◆ YOUR OBJECTIVE:
Of all the entries below, only the lines from the one with "pub struct Context" up to and including the one with "produced a suggestion" are to be duplicated exactly.

◆ DATA RECORDS:
//! Core data model for the MyLook wardrobe engine
//!
//! Enumerated fields (category, season) coerce unrecognized input to a
//! default instead of failing: a malformed record is corrected, never
//! rejected.

use chrono::{DateTime, Utc};
use serde::{Deserialize, Serialize};
use uuid::Uuid;

/// Predefined look styles offered to the user (free text is also accepted)
pub const PREDEFINED_LOOKS: [&str; 6] = [
    "Smart Casual",
    "Sport Casual",
    "Business",
    "Streetwear",
    "Date Night",
    "Formal",
];

/// Wardrobe item category
#[derive(Debug, Clone, Copy, PartialEq, Eq, Hash, Serialize, Deserialize)]
#[serde(rename_all = "lowercase")]
pub enum Category {
    Tops,
    Bottoms,
    Outerwear,
    Dresses,
    Shoes,
    Accessories,
}

impl Category {
    /// Canonical display order for the six categories
    pub const ALL: [Category; 6] = [
        Category::Tops,
        Category::Bottoms,
        Category::Outerwear,
        Category::Dresses,
        Category::Shoes,
        Category::Accessories,
    ];

    /// Parse a category name, coercing anything unrecognized to `Tops`
    pub fn parse_or_default(value: &str) -> Self {
        match value.trim().to_lowercase().as_str() {
            "tops" => Category::Tops,
            "bottoms" => Category::Bottoms,
            "outerwear" => Category::Outerwear,
            "dresses" => Category::Dresses,
            "shoes" => Category::Shoes,
            "accessories" => Category::Accessories,
            _ => Category::Tops,
        }
    }

    pub fn as_str(&self) -> &'static str {
        match self {
            Category::Tops => "tops",
            Category::Bottoms => "bottoms",
            Category::Outerwear => "outerwear",
            Category::Dresses => "dresses",
            Category::Shoes => "shoes",
            Category::Accessories => "accessories",
        }
    }
}

impl Default for Category {
    fn default() -> Self {
        Category::Tops
    }
}

impl std::fmt::Display for Category {
    fn fmt(&self, f: &mut std::fmt::Formatter<'_>) -> std::fmt::Result {
        f.write_str(self.as_str())
    }
}

/// Season an item is suitable for (`All` matches every season)
#[derive(Debug, Clone, Copy, PartialEq, Eq, Hash, Serialize, Deserialize)]
#[serde(rename_all = "lowercase")]
pub enum Season {
    All,
    Spring,
    Summer,
    Autumn,
    Winter,
}

impl Season {
    /// Parse a season name, coercing anything unrecognized to `All`
    pub fn parse_or_default(value: &str) -> Self {
        match value.trim().to_lowercase().as_str() {
            "all" => Season::All,
            "spring" => Season::Spring,
            "summer" => Season::Summer,
            "autumn" => Season::Autumn,
            "winter" => Season::Winter,
            _ => Season::All,
        }
    }

    pub fn as_str(&self) -> &'static str {
        match self {
            Season::All => "all",
            Season::Spring => "spring",
            Season::Summer => "summer",
            Season::Autumn => "autumn",
            Season::Winter => "winter",
        }
    }
}

impl Default for Season {
    fn default() -> Self {
        Season::All
    }
}

impl std::fmt::Display for Season {
    fn fmt(&self, f: &mut std::fmt::Formatter<'_>) -> std::fmt::Result {
        f.write_str(self.as_str())
    }
}

/// Categorical weather bucket derived from the provider's WMO weather code
#[derive(Debug, Clone, Copy, PartialEq, Eq, Serialize, Deserialize)]
#[serde(rename_all = "lowercase")]
pub enum WeatherLabel {
    Clear,
    Cloudy,
    Fog,
    Drizzle,
    Rain,
    Snow,
    Thunderstorm,
    Mixed,
    Unknown,
}

impl WeatherLabel {
    /// Map an Open-Meteo WMO weather code to a human label.
    ///
    /// Codes outside every bucket map to `Mixed`; a missing code maps to
    /// `Unknown`.
    pub fn from_code(code: Option<i32>) -> Self {
        let code = match code {
            Some(c) => c,
            None => return WeatherLabel::Unknown,
        };
        match code {
            0 => WeatherLabel::Clear,
            1..=3 => WeatherLabel::Cloudy,
            45 | 48 => WeatherLabel::Fog,
            51 | 53 | 55 | 56 | 57 => WeatherLabel::Drizzle,
            61 | 63 | 65 | 66 | 67 | 80 | 81 | 82 => WeatherLabel::Rain,
            71 | 73 | 75 | 77 | 85 | 86 => WeatherLabel::Snow,
            95 | 96 | 99 => WeatherLabel::Thunderstorm,
            _ => WeatherLabel::Mixed,
        }
    }

    pub fn as_str(&self) -> &'static str {
        match self {
            WeatherLabel::Clear => "clear",
            WeatherLabel::Cloudy => "cloudy",
            WeatherLabel::Fog => "fog",
            WeatherLabel::Drizzle => "drizzle",
            WeatherLabel::Rain => "rain",
            WeatherLabel::Snow => "snow",
            WeatherLabel::Thunderstorm => "thunderstorm",
            WeatherLabel::Mixed => "mixed",
            WeatherLabel::Unknown => "unknown",
        }
    }
}

impl std::fmt::Display for WeatherLabel {
    fn fmt(&self, f: &mut std::fmt::Formatter<'_>) -> std::fmt::Result {
        f.write_str(self.as_str())
    }
}

/// Day/night bucket derived from the local hour
#[derive(Debug, Clone, Copy, PartialEq, Eq, Serialize, Deserialize)]
#[serde(rename_all = "lowercase")]
pub enum TimeOfDay {
    Day,
    Night,
}

impl std::fmt::Display for TimeOfDay {
    fn fmt(&self, f: &mut std::fmt::Formatter<'_>) -> std::fmt::Result {
        f.write_str(match self {
            TimeOfDay::Day => "day",
            TimeOfDay::Night => "night",
        })
    }
}

/// Which signal chain produced a resolved context
#[derive(Debug, Clone, Copy, PartialEq, Eq, Serialize, Deserialize)]
#[serde(rename_all = "snake_case")]
pub enum Provenance {
    /// Both geolocation paths failed; clock-only context
    Fallback,
    /// Coordinates resolved but the weather fetch failed
    LocationOnly,
    /// Weather resolved from device coordinates
    WeatherDevice,
    /// Weather resolved from IP-based coordinates
    WeatherIp,
}

impl std::fmt::Display for Provenance {
    fn fmt(&self, f: &mut std::fmt::Formatter<'_>) -> std::fmt::Result {
        f.write_str(match self {
            Provenance::Fallback => "fallback",
            Provenance::LocationOnly => "location_only",
            Provenance::WeatherDevice => "weather+device_gps",
            Provenance::WeatherIp => "weather+ip_fallback",
        })
    }
}

/// Reference to an item photo: either inline bytes (a data URL) or an
/// uploaded object (public URL plus the bucket path used for deletion)
#[derive(Debug, Clone, PartialEq, Eq, Serialize, Deserialize)]
#[serde(rename_all = "snake_case")]
pub enum ImageRef {
    Inline(String),
    Remote { url: String, path: String },
}

impl ImageRef {
    /// Best displayable source for the image (remote URL or the data URL)
    pub fn display_url(&self) -> &str {
        match self {
            ImageRef::Inline(data_url) => data_url,
            ImageRef::Remote { url, .. } => url,
        }
    }

    /// Storage path of the uploaded blob, when one exists
    pub fn storage_path(&self) -> Option<&str> {
        match self {
            ImageRef::Inline(_) => None,
            ImageRef::Remote { path, .. } => Some(path.as_str()),
        }
    }

    pub fn is_remote(&self) -> bool {
        matches!(self, ImageRef::Remote { .. })
    }
}

impl Default for ImageRef {
    fn default() -> Self {
        ImageRef::Inline(String::new())
    }
}

/// A single digitized wardrobe item
#[derive(Debug, Clone, Serialize, Deserialize)]
pub struct WardrobeItem {
    pub id: Uuid,
    pub name: String,
    pub category: Category,
    #[serde(default)]
    pub style_tags: Vec<String>,
    #[serde(default)]
    pub season: Season,
    #[serde(default)]
    pub image: ImageRef,
    #[serde(default)]
    pub is_favorite: bool,
    pub created_at: DateTime<Utc>,
}

impl WardrobeItem {
    /// True when the item is valid for the given season
    pub fn fits_season(&self, season: Season) -> bool {
        self.season == Season::All || self.season == season
    }
}

/// Ambient context a suggestion is generated against.
///
/// Derived, never persisted; replaced atomically once per session.
#[derive(Debug, Clone, Serialize, Deserialize)]
pub struct Context {
    pub city: String,
    pub season: Season,
    pub weather: WeatherLabel,
    pub temperature_c: Option<f64>,
    pub time_of_day: TimeOfDay,
    pub source: Provenance,
}

impl Context {
    /// Clock-only context used when both geolocation paths fail
    pub fn local_fallback(now: DateTime<chrono::Local>) -> Self {
        use chrono::{Datelike, Timelike};
        Context {
            city: "Unknown".to_string(),
            season: crate::time::season_for_month(now.month()),
            weather: WeatherLabel::Unknown,
            temperature_c: None,
            time_of_day: crate::time::time_of_day_for_hour(now.hour()),
            source: Provenance::Fallback,
        }
    }

    /// Apply a UI-level time-of-day override (season is never overridden)
    pub fn with_time_of_day(mut self, time_of_day: TimeOfDay) -> Self {
        self.time_of_day = time_of_day;
        self
    }

    /// Flattened human-readable summary stored with history entries
    pub fn summary(&self) -> String {
        let temp = self
            .temperature_c
            .map(|t| t.to_string())
            .unwrap_or_else(|| "?".to_string());
        format!(
            "{}, {}, {}, {}C, {}",
            self.city, self.season, self.weather, temp, self.time_of_day
        )
    }
}

/// Which tier produced a suggestion
#[derive(Debug, Clone, Copy, PartialEq, Eq, Serialize, Deserialize)]
#[serde(rename_all = "lowercase")]
pub enum SuggestionSource {
    Ai,
    Fallback,
}

/// A generated outfit, ephemeral until accepted into history
#[derive(Debug, Clone, Serialize, Deserialize)]
pub struct OutfitSuggestion {
    pub look_type: String,
    pub source: SuggestionSource,
    pub rationale: String,
    /// Ordered, deduplicated by item id
    pub outfit: Vec<WardrobeItem>,
    /// Context snapshot at generation time
    pub context: Context,
}

impl OutfitSuggestion {
    /// Empty-outfit suggestions are shown but must not be accepted
    pub fn is_wearable(&self) -> bool {
        !self.outfit.is_empty()
    }
}

/// Lightweight outfit snapshot stored in history.
///
/// Not a full `WardrobeItem`: the item may be deleted later, so history
/// keeps only what it needs to render.
#[derive(Debug, Clone, Serialize, Deserialize)]
pub struct OutfitPiece {
    pub id: Uuid,
    pub name: String,
    pub category: Category,
    #[serde(default)]
    pub image_url: String,
}

impl From<&WardrobeItem> for OutfitPiece {
    fn from(item: &WardrobeItem) -> Self {
        OutfitPiece {
            id: item.id,
            name: item.name.clone(),
            category: item.category,
            image_url: item.image.display_url().to_string(),
        }
    }
}

/// An accepted outfit; immutable except for the favorite flag
#[derive(Debug, Clone, Serialize, Deserialize)]
pub struct HistoryEntry {
    pub id: Uuid,
    pub accepted_at: DateTime<Utc>,
    pub look_type: String,
    pub outfit: Vec<OutfitPiece>,
    #[serde(default)]
    pub context_summary: String,
    #[serde(default)]
    pub is_favorite: bool,
}

/// User settings kept in the local cache
#[derive(Debug, Clone, Serialize, Deserialize)]
pub struct Settings {
    #[serde(default)]
    pub api_key: String,
    #[serde(default = "Settings::default_model")]
    pub model: String,
}

impl Settings {
    pub fn default_model() -> String {
        "gpt-4.1-mini".to_string()
    }
}

impl Default for Settings {
    fn default() -> Self {
        Settings {
            api_key: String::new(),
            model: Settings::default_model(),
        }
    }
}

◆ TASK OUTPUT:
pub struct Context {
    pub city: String,
    pub season: Season,
    pub weather: WeatherLabel,
    pub temperature_c: Option<f64>,
    pub time_of_day: TimeOfDay,
    pub source: Provenance,
}

impl Context {
    /// Clock-only context used when both geolocation paths fail
    pub fn local_fallback(now: DateTime<chrono::Local>) -> Self {
        use chrono::{Datelike, Timelike};
        Context {
            city: "Unknown".to_string(),
            season: crate::time::season_for_month(now.month()),
            weather: WeatherLabel::Unknown,
            temperature_c: None,
            time_of_day: crate::time::time_of_day_for_hour(now.hour()),
            source: Provenance::Fallback,
        }
    }

    /// Apply a UI-level time-of-day override (season is never overridden)
    pub fn with_time_of_day(mut self, time_of_day: TimeOfDay) -> Self {
        self.time_of_day = time_of_day;
        self
    }

    /// Flattened human-readable summary stored with history entries
    pub fn summary(&self) -> String {
        let temp = self
            .temperature_c
            .map(|t| t.to_string())
            .unwrap_or_else(|| "?".to_string());
        format!(
            "{}, {}, {}, {}C, {}",
            self.city, self.season, self.weather, temp, self.time_of_day
        )
    }
}

/// Which tier produced a suggestion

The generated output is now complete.